Investigadora Principal no projeto WINPUT
Fale-nos um pouco sobre o seu percurso científico na U.Porto e de como surgiu o seu interesse pela área da Viticultura e Enologia.
O meu percurso científico na U.Porto começa com a realização do meu estágio de final de Licenciatura em Bioquímica em 2002 na área dos pigmentos do vinho do Porto sob orientação do Prof. Nuno Mateus e do Prof. Victor de Freitas no Departamento de Química e Bioquímica da FCUP. Fiquei fascinada pela temática e decidi continuar na investigação, realizando o meu Mestrado e Doutoramento em Química no mesmo grupo, no estudo das vias químicas de transformação das antocianinas no vinho que levam à sua alteração da cor durante o envelhecimento. Nesse âmbito, participei ainda em diversos estágios de vindima, de modo a poder estudar algumas metodologias na produção de vinho do Porto e qual o impacto que tem na sua cor durante o envelhecimento. Em 2013, decidi fazer a pós-graduação em Viticultura e Enologia da FCUP/ISA para aprofundar os meus conhecimentos nessa temática, que poderiam ajudar na investigação que faço.
Consegue identificar 2 ou 3 marcos, na sua carreira profissional, que tenham sido mais relevantes para si?
Um marco importante na minha carreira profissional foi quando consegui o meu primeiro projeto enquanto IR, em 2015. Esse projeto, que estava relacionado com os subprodutos da vinha e do vinho, financiou parte da minha investigação, mas foi também o começo da criação de uma equipa de pessoas para trabalhar comigo nesta área. Um outro marco importante foi no ano seguinte (2016), quando consegui o meu primeiro contrato de trabalho enquanto investigadora. Até àquele momento, a investigação era financiada quase exclusivamente por bolsas de investigação, desde o nível de iniciação até às bolsas de pós-doutoramento.
Fale-nos um pouco do projeto intitulado “WINPUT - Síntese de piranoflavílios azuis inspirada na química do vinho para a Terapia Fotodinâmica tópica”. Qual é a sua missão, e quais os seus objetivos?

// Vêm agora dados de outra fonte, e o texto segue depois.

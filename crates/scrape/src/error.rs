use thiserror::Error;

/// Failures of the browser harness and the acquisition pipeline.
#[derive(Debug, Error)]
pub enum ScrapeError {
    #[error("timeout after {secs}s during {operation}")]
    Timeout { operation: String, secs: u64 },

    #[error("WebDriver session failed: {0}")]
    Session(#[from] fantoccini::error::NewSessionError),

    #[error("WebDriver command failed: {0}")]
    WebDriver(#[from] fantoccini::error::CmdError),

    #[error("download failed: {reason}")]
    Download { reason: String },

    #[error("unsupported attachment handler: {0}")]
    UnsupportedHandler(String),

    #[error("pagination discovery failed: {reason}")]
    Pagination { reason: String },

    #[error("selector {selector} matched nothing")]
    MissingElement { selector: String },

    #[error("item detail incomplete: {reason}")]
    Detail { reason: String },

    #[error("invalid URL: {0}")]
    Url(#[from] url::ParseError),

    #[error(transparent)]
    Store(#[from] store::StoreError),

    #[error(transparent)]
    Io(#[from] std::io::Error),
}

impl ScrapeError {
    /// Per-item retry eligibility. These are logged, counted, and skipped;
    /// a later run picks the item up again.
    pub fn is_transient(&self) -> bool {
        matches!(
            self,
            Self::Timeout { .. } | Self::WebDriver(_) | Self::Download { .. } | Self::Detail { .. }
        )
    }

    /// Errors that stop the whole run after flushing buffered state.
    pub fn is_fatal(&self) -> bool {
        matches!(
            self,
            Self::Session(_)
                | Self::Pagination { .. }
                | Self::MissingElement { .. }
                | Self::Url(_)
                | Self::Store(_)
                | Self::Io(_)
        )
    }

    /// Bucket name for the per-kind failure counts of a run report.
    pub fn kind_label(&self) -> &'static str {
        match self {
            Self::Timeout { .. } => "timeout",
            Self::Session(_) => "session",
            Self::WebDriver(_) => "webdriver",
            Self::Download { .. } => "download",
            Self::UnsupportedHandler(_) => "unsupported_handler",
            Self::Pagination { .. } => "pagination",
            Self::MissingElement { .. } => "missing_element",
            Self::Detail { .. } => "detail",
            Self::Url(_) => "url",
            Self::Store(_) => "store",
            Self::Io(_) => "io",
        }
    }
}

#[cfg(test)]
mod tests {
    use super::*;

    #[test]
    fn test_timeout_is_transient_not_fatal() {
        let e = ScrapeError::Timeout {
            operation: "navigate".into(),
            secs: 30,
        };
        assert!(e.is_transient());
        assert!(!e.is_fatal());
    }

    #[test]
    fn test_corrupt_store_is_fatal() {
        let e = ScrapeError::Store(store::StoreError::Corrupt {
            path: "checkpoint.json".into(),
            reason: "bad json".into(),
        });
        assert!(e.is_fatal());
        assert!(!e.is_transient());
    }

    #[test]
    fn test_unsupported_handler_is_per_item_but_not_retryable() {
        let e = ScrapeError::UnsupportedHandler("openPopup('x')".into());
        assert!(!e.is_transient());
        assert!(!e.is_fatal());
    }
}
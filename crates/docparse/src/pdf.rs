use std::path::Path;

use lopdf::Document;

use crate::error::DocParseError;

pub fn load(path: &Path) -> Result<Document, DocParseError> {
    Ok(Document::load(path)?)
}

/// Page count without uploading anything.
pub fn page_count(path: &Path) -> Result<u32, DocParseError> {
    let doc = Document::load(path)?;
    Ok(doc.get_pages().len() as u32)
}

/// Writes pages `start..=end` (1-based, inclusive) of `source` to `dest`,
/// preserving page order.
pub fn write_page_range(
    source: &Document,
    start: u32,
    end: u32,
    dest: &Path,
) -> Result<(), DocParseError> {
    let mut chunk = source.clone();
    let outside: Vec<u32> = chunk
        .get_pages()
        .keys()
        .copied()
        .filter(|page| *page < start || *page > end)
        .collect();
    chunk.delete_pages(&outside);
    chunk.save(dest)?;
    Ok(())
}
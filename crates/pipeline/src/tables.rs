//! Readers for the tabular files the acquisition stage produced.
//!
//! Each reader maps one CSV onto schema entities. Identity keys that no
//! source column supplies (`test_id`, `cancer_id`) are derived here with
//! the same stable-id scheme the resolvers use.

use std::path::Path;

use anyhow::Context;
use serde::Deserialize;
use tracing::info;

use extract::normalizer::stable_id;
use extract::schema::{Cancer, Disease, DiseaseClass, Drug, Law, Test};

const UTF8_BOM: &[u8] = b"\xef\xbb\xbf";

/// The sink writes a UTF-8 BOM for spreadsheet tools; strip it so the
/// first header name matches its struct field.
fn read_rows<T: serde::de::DeserializeOwned>(path: &Path) -> anyhow::Result<Vec<T>> {
    let bytes =
        std::fs::read(path).with_context(|| format!("Failed to read {}", path.display()))?;
    let data = bytes.strip_prefix(UTF8_BOM).unwrap_or(&bytes);
    let mut reader = csv::Reader::from_reader(data);
    let mut rows = Vec::new();
    for record in reader.deserialize() {
        let row: T = record.with_context(|| format!("Malformed row in {}", path.display()))?;
        rows.push(row);
    }
    Ok(rows)
}

fn none_if_blank(value: Option<String>) -> Option<String> {
    value.filter(|v| !v.trim().is_empty())
}

/// Columns: `atc_code, ingredient_ko, ingredient_en, mechanism_of_action,
/// atc_level1, atc_level2, atc_level3`.
pub fn read_drugs(path: &Path) -> anyhow::Result<Vec<Drug>> {
    let drugs: Vec<Drug> = read_rows(path)?;
    info!(count = drugs.len(), "drug table loaded");
    Ok(drugs)
}

#[derive(Debug, Deserialize)]
struct DiseaseRow {
    kcd_code: String,
    name_kr: String,
    name_en: String,
    is_lowest: bool,
    classification: DiseaseClass,
}

/// Columns: `kcd_code, name_kr, name_en, is_lowest, classification`.
/// `is_cancer` is recomputed from the code, never read from the table.
pub fn read_diseases(path: &Path) -> anyhow::Result<Vec<Disease>> {
    let rows: Vec<DiseaseRow> = read_rows(path)?;
    let diseases: Vec<Disease> = rows
        .into_iter()
        .map(|r| Disease::new(r.kcd_code, r.name_kr, r.name_en, r.is_lowest, r.classification))
        .collect();
    info!(count = diseases.len(), "disease table loaded");
    Ok(diseases)
}

#[derive(Debug, Deserialize)]
struct TestRow {
    edi_code: String,
    name_ko: String,
    #[serde(default)]
    loinc_code: Option<String>,
    #[serde(default)]
    snomed_ct_id: Option<String>,
}

/// Columns: `edi_code, name_ko, loinc_code, snomed_ct_id`. Blank code
/// cells become `None`; `biomarker_name` is filled by the resolver.
pub fn read_tests(path: &Path) -> anyhow::Result<Vec<Test>> {
    let rows: Vec<TestRow> = read_rows(path)?;
    let tests: Vec<Test> = rows
        .into_iter()
        .map(|r| Test {
            test_id: stable_id(&["test", &r.edi_code]),
            edi_code: r.edi_code,
            name_ko: r.name_ko,
            loinc_code: none_if_blank(r.loinc_code),
            snomed_ct_id: none_if_blank(r.snomed_ct_id),
            biomarker_name: None,
        })
        .collect();
    info!(count = tests.len(), "test table loaded");
    Ok(tests)
}

#[derive(Debug, Deserialize)]
struct CancerRow {
    cancer_seq: u32,
    name_kr: String,
    #[serde(default)]
    tags: String,
}

/// Columns: `cancer_seq, name_kr, tags`. `tags` is one `;`-joined cell.
pub fn read_cancers(path: &Path) -> anyhow::Result<Vec<Cancer>> {
    let rows: Vec<CancerRow> = read_rows(path)?;
    let cancers: Vec<Cancer> = rows
        .into_iter()
        .map(|r| Cancer {
            cancer_id: stable_id(&["cancer", &r.cancer_seq.to_string()]),
            name_kr: r.name_kr,
            cancer_seq: r.cancer_seq,
            tags: r
                .tags
                .split(';')
                .map(str::trim)
                .filter(|t| !t.is_empty())
                .map(String::from)
                .collect(),
        })
        .collect();
    info!(count = cancers.len(), "cancer table loaded");
    Ok(cancers)
}

/// Columns: `law_id, law_name, law_type` with `law_type` one of
/// 법률, 시행령, 시행규칙.
pub fn read_laws(path: &Path) -> anyhow::Result<Vec<Law>> {
    let laws: Vec<Law> = read_rows(path)?;
    info!(count = laws.len(), "law table loaded");
    Ok(laws)
}

#[cfg(test)]
mod tests {
    use super::*;
    use std::io::Write;

    fn write_table(dir: &Path, name: &str, bom: bool, body: &str) -> std::path::PathBuf {
        let path = dir.join(name);
        let mut file = std::fs::File::create(&path).unwrap();
        if bom {
            file.write_all(UTF8_BOM).unwrap();
        }
        file.write_all(body.as_bytes()).unwrap();
        path
    }

    #[test]
    fn test_bom_is_stripped_before_headers() {
        let dir = tempfile::tempdir().unwrap();
        let path = write_table(
            dir.path(),
            "drugs.csv",
            true,
            "atc_code,ingredient_ko,ingredient_en,mechanism_of_action,atc_level1,atc_level2,atc_level3\n\
             L01XC03,트라스투주맙,Trastuzumab,anti-HER2 antibody,L,L01,Monoclonal antibodies\n",
        );
        let drugs = read_drugs(&path).unwrap();
        assert_eq!(drugs.len(), 1);
        assert_eq!(drugs[0].atc_code, "L01XC03");
        assert_eq!(drugs[0].ingredient_ko, "트라스투주맙");
    }

    #[test]
    fn test_disease_cancer_flag_is_recomputed() {
        let dir = tempfile::tempdir().unwrap();
        let path = write_table(
            dir.path(),
            "diseases.csv",
            false,
            "kcd_code,name_kr,name_en,is_lowest,classification\n\
             C50.1,유방 중앙부의 악성 신생물,Malignant neoplasm of central portion of breast,true,세\n\
             J45,천식,Asthma,false,소\n",
        );
        let diseases = read_diseases(&path).unwrap();
        assert!(diseases[0].is_cancer);
        assert!(!diseases[1].is_cancer);
        assert_eq!(diseases[0].classification, DiseaseClass::Detail);
    }

    #[test]
    fn test_blank_test_codes_become_none() {
        let dir = tempfile::tempdir().unwrap();
        let path = write_table(
            dir.path(),
            "tests.csv",
            false,
            "edi_code,name_ko,loinc_code,snomed_ct_id\n\
             B5831,HER2 유전자검사,48675-3,\n\
             C1234,일반 혈액검사,,\n",
        );
        let tests = read_tests(&path).unwrap();
        assert_eq!(tests[0].loinc_code.as_deref(), Some("48675-3"));
        assert_eq!(tests[0].snomed_ct_id, None);
        assert_eq!(tests[1].loinc_code, None);
        assert!(tests[0].biomarker_name.is_none());
    }

    #[test]
    fn test_same_edi_code_derives_same_test_id() {
        let dir = tempfile::tempdir().unwrap();
        let body = "edi_code,name_ko,loinc_code,snomed_ct_id\nB5831,HER2 유전자검사,,\n";
        let first = read_tests(&write_table(dir.path(), "a.csv", false, body)).unwrap();
        let second = read_tests(&write_table(dir.path(), "b.csv", true, body)).unwrap();
        assert_eq!(first[0].test_id, second[0].test_id);
    }

    #[test]
    fn test_cancer_tags_split_on_semicolon() {
        let dir = tempfile::tempdir().unwrap();
        let path = write_table(
            dir.path(),
            "cancers.csv",
            false,
            "cancer_seq,name_kr,tags\n12,유방암,트라스투주맙; 퍼투주맙 ;\n7,췌장암,\n",
        );
        let cancers = read_cancers(&path).unwrap();
        assert_eq!(cancers[0].tags, vec!["트라스투주맙", "퍼투주맙"]);
        assert!(cancers[1].tags.is_empty());
        assert_ne!(cancers[0].cancer_id, cancers[1].cancer_id);
    }

    #[test]
    fn test_law_type_reads_korean_labels() {
        let dir = tempfile::tempdir().unwrap();
        let path = write_table(
            dir.path(),
            "laws.csv",
            false,
            "law_id,law_name,law_type\nL-001,국민건강보험법,법률\nL-002,국민건강보험법 시행령,시행령\n",
        );
        let laws = read_laws(&path).unwrap();
        assert_eq!(laws[0].law_type.as_str(), "법률");
        assert_eq!(laws[1].law_type.as_str(), "시행령");
    }

    #[test]
    fn test_malformed_row_is_an_error() {
        let dir = tempfile::tempdir().unwrap();
        let path = write_table(
            dir.path(),
            "cancers.csv",
            false,
            "cancer_seq,name_kr,tags\nnot-a-number,유방암,\n",
        );
        assert!(read_cancers(&path).is_err());
    }
}
impl RunReport {
    fn new(source: &str) -> Self {
        Self {
            source: source.to_string(),
            pages_visited: 0,
            items_processed: 0,
            items_skipped: 0,
            attachments_saved: 0,
            duplicates_removed: 0,
            cancelled: false,
            failures: BTreeMap::new(),
        }
    }

    fn record_failure(&mut self, kind: &str, key: &str) {
        let bucket = self.failures.entry(kind.to_string()).or_default();
        bucket.count += 1;
        if bucket.sample_keys.len() < MAX_FAILURE_SAMPLES {
            bucket.sample_keys.push(key.to_string());
        }
    }

    pub fn total_failures(&self) -> usize {
        self.failures.values().map(|b| b.count).sum()
    }
}

/// Drives one `PortalSource` from where the last run stopped to the last
/// page, persisting enough state after every item that a crash at any
/// point resumes without losing or re-fetching finished work.
///
/// Transient failures are counted and skipped; structural ones abort the
/// run after buffered rows and the checkpoint hit disk.
pub struct AcquisitionPipeline<S: PortalSource> {
    source: S,
    checkpoint: CheckpointStore,
    sink: TabularSink,
    download_dir: PathBuf,
    fallback: PaginationFallback,
    cancel: Arc<AtomicBool>,
}

impl<S: PortalSource> AcquisitionPipeline<S> {
    pub fn new(source: S, config: &PipelineConfig) -> Result<Self, ScrapeError> {
        std::fs::create_dir_all(&config.download_dir)?;
        if let Some(parent) = config.checkpoint_path.parent() {
            std::fs::create_dir_all(parent)?;
        }
        let checkpoint = CheckpointStore::open(&config.checkpoint_path, source.name())?;
        let sink = TabularSink::create(
            &config.sink_path,
            source.columns(),
            config.sink_options.clone(),
        )?;
        Ok(Self {
            source,
            checkpoint,
            sink,
            download_dir: config.download_dir.clone(),
            fallback: config.pagination_fallback,
            cancel: Arc::new(AtomicBool::new(false)),
        })
    }

    /// Shared flag for signal handlers. Once set, the run winds down at the
    /// next item or page boundary and on-disk state stays resumable.
    pub fn cancel_flag(&self) -> Arc<AtomicBool> {
        Arc::clone(&self.cancel)
    }

    pub async fn run(mut self) -> Result<RunReport, ScrapeError> {
        let mut report = RunReport::new(self.source.name());

        let last_page = match self.source.discover_last_page().await {
            Ok(n) => n,
            Err(e @ ScrapeError::Pagination { .. }) => match self.fallback {
                PaginationFallback::AssumeSinglePage => {
                    warn!(error = %e, "page count undiscoverable, walking page 1 only");
                    1
                }
                PaginationFallback::Escalate => {
                    self.shutdown().await;
                    return Err(e);
                }
            },
            Err(e) => {
                self.shutdown().await;
                return Err(e);
            }
        };

        let start_page = self.checkpoint.last_page() + 1;
        info!(
            source = %report.source,
            start_page,
            last_page,
            already_processed = self.checkpoint.processed_count(),
            "acquisition started"
        );

        'pages: for page in start_page..=last_page {
            if self.cancel.load(Ordering::SeqCst) {
                report.cancelled = true;
                break 'pages;
            }

            let items = match self.source.open_page(page).await {
                Ok(items) => items,
                Err(e) if e.is_fatal() => {
                    error!(page, error = %e, "aborting run");
                    self.shutdown().await;
                    return Err(e);
                }
                Err(e) => {
                    warn!(page, error = %e, "page navigation failed, moving on");
                    report.record_failure(e.kind_label(), &format!("page {page}"));
                    continue;
                }
            };
            report.pages_visited += 1;

            for item in &items {
                if self.cancel.load(Ordering::SeqCst) {
                    report.cancelled = true;
                    break 'pages;
                }
                if self.checkpoint.is_processed(&item.key) {
                    report.items_skipped += 1;
                    continue;
                }
                match self.process_item(item, &mut report).await {
                    Ok(()) => report.items_processed += 1,
                    Err(e) if e.is_fatal() => {
                        error!(key = %item.key, error = %e, "aborting run");
                        self.shutdown().await;
                        return Err(e);
                    }
                    Err(e) => {
                        warn!(key = %item.key, error = %e, "item failed, moving on");
                        report.record_failure(e.kind_label(), &item.key);
                    }
                }
            }

            // A page counts as done only once every item on it had its turn.
            self.checkpoint.set_last_page(page);
            if let Err(e) = self.checkpoint.flush() {
                self.shutdown().await;
                return Err(e.into());
            }
        }

        if let Err(e) = self.sink.flush() {
            self.source.close().await.ok();
            return Err(e.into());
        }
        if !report.cancelled {
            let primary_key = self.source.primary_key().to_string();
            match self.sink.dedupe_by(&primary_key) {
                Ok(removed) => report.duplicates_removed = removed,
                Err(e) => {
                    self.source.close().await.ok();
                    return Err(e.into());
                }
            }
        }
        if let Err(e) = self.checkpoint.flush() {
            self.source.close().await.ok();
            return Err(e.into());
        }
        if let Err(e) = self.source.close().await {
            warn!(error = %e, "portal close failed");
        }

        info!(
            source = %report.source,
            pages = report.pages_visited,
            processed = report.items_processed,
            skipped = report.items_skipped,
            attachments = report.attachments_saved,
            duplicates = report.duplicates_removed,
            failures = report.total_failures(),
            cancelled = report.cancelled,
            "acquisition finished"
        );
        Ok(report)
    }

    /// One item end to end: detail row into the sink, attachments onto
    /// disk, then the checkpoint. Crashing between the append and the
    /// checkpoint flush can duplicate the row; the final dedupe absorbs it.
    async fn process_item(
        &mut self,
        item: &ItemRef,
        report: &mut RunReport,
    ) -> Result<(), ScrapeError> {
        let detail = self.source.extract_detail(item).await?;
        self.sink.append(detail.row)?;

        for attachment in &detail.attachments {
            match self.source.download(attachment, &self.download_dir).await {
                Ok(path) => {
                    report.attachments_saved += 1;
                    debug!(key = %item.key, file = %path.display(), "attachment saved");
                }
                Err(e) if e.is_fatal() => return Err(e),
                Err(e) => {
                    warn!(
                        key = %item.key,
                        label = %attachment.label,
                        error = %e,
                        "attachment failed"
                    );
                    report.record_failure(e.kind_label(), &item.key);
                }
            }
        }

        self.checkpoint.mark_processed(&item.key);
        self.checkpoint.flush()?;
        Ok(())
    }

    /// Best-effort persistence before an abort. Errors here are logged,
    /// not returned: the caller already holds the one that matters.
    async fn shutdown(&mut self) {
        if let Err(e) = self.sink.flush() {
            warn!(error = %e, "sink flush failed during shutdown");
        }
        if let Err(e) = self.checkpoint.flush() {
            warn!(error = %e, "checkpoint flush failed during shutdown");
        }
        if let Err(e) = self.source.close().await {
            warn!(error = %e, "portal close failed during shutdown");
        }
    }
}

Este projeto é a conexão perfeita entre duas colegas do LAQV-REQUIMTE (Joana Oliveira e Iva Fernandes) com conhecimentos complementares na área da química e da bioatividade dos compostos fenólicos. Eu estudei, durante vários anos, a química do vinho e a síntese de moléculas inspiradas na química do vinho com diferentes cores, desde o laranja, vermelho, violeta, até ao azul turquesa. Estas moléculas sempre foram pensadas para uma aplicação alimentar enquanto corantes, mas este projeto permitiu explorar uma nova área de aplicação - a Terapia Fotodinâmica tópica. A Iva Fernandes tem como área de investigação o estudo do impacto do consumo de polifenóis - presentes no vinho, nos frutos vermelhos e nos vegetais -, na manutenção da saúde humana. Mais recentemente, tem explorado a potencial da aplicação tópica destas moléculas para a prevenção do envelhecimento e tratamento de patologias da pele. O principal objetivo deste projeto é sintetizar moléculas inspiradas na química do vinho que possam ser fotoativadas e aplicadas para o tratamento de doenças da pele (acne, psoríase, dermatite atópica, etc).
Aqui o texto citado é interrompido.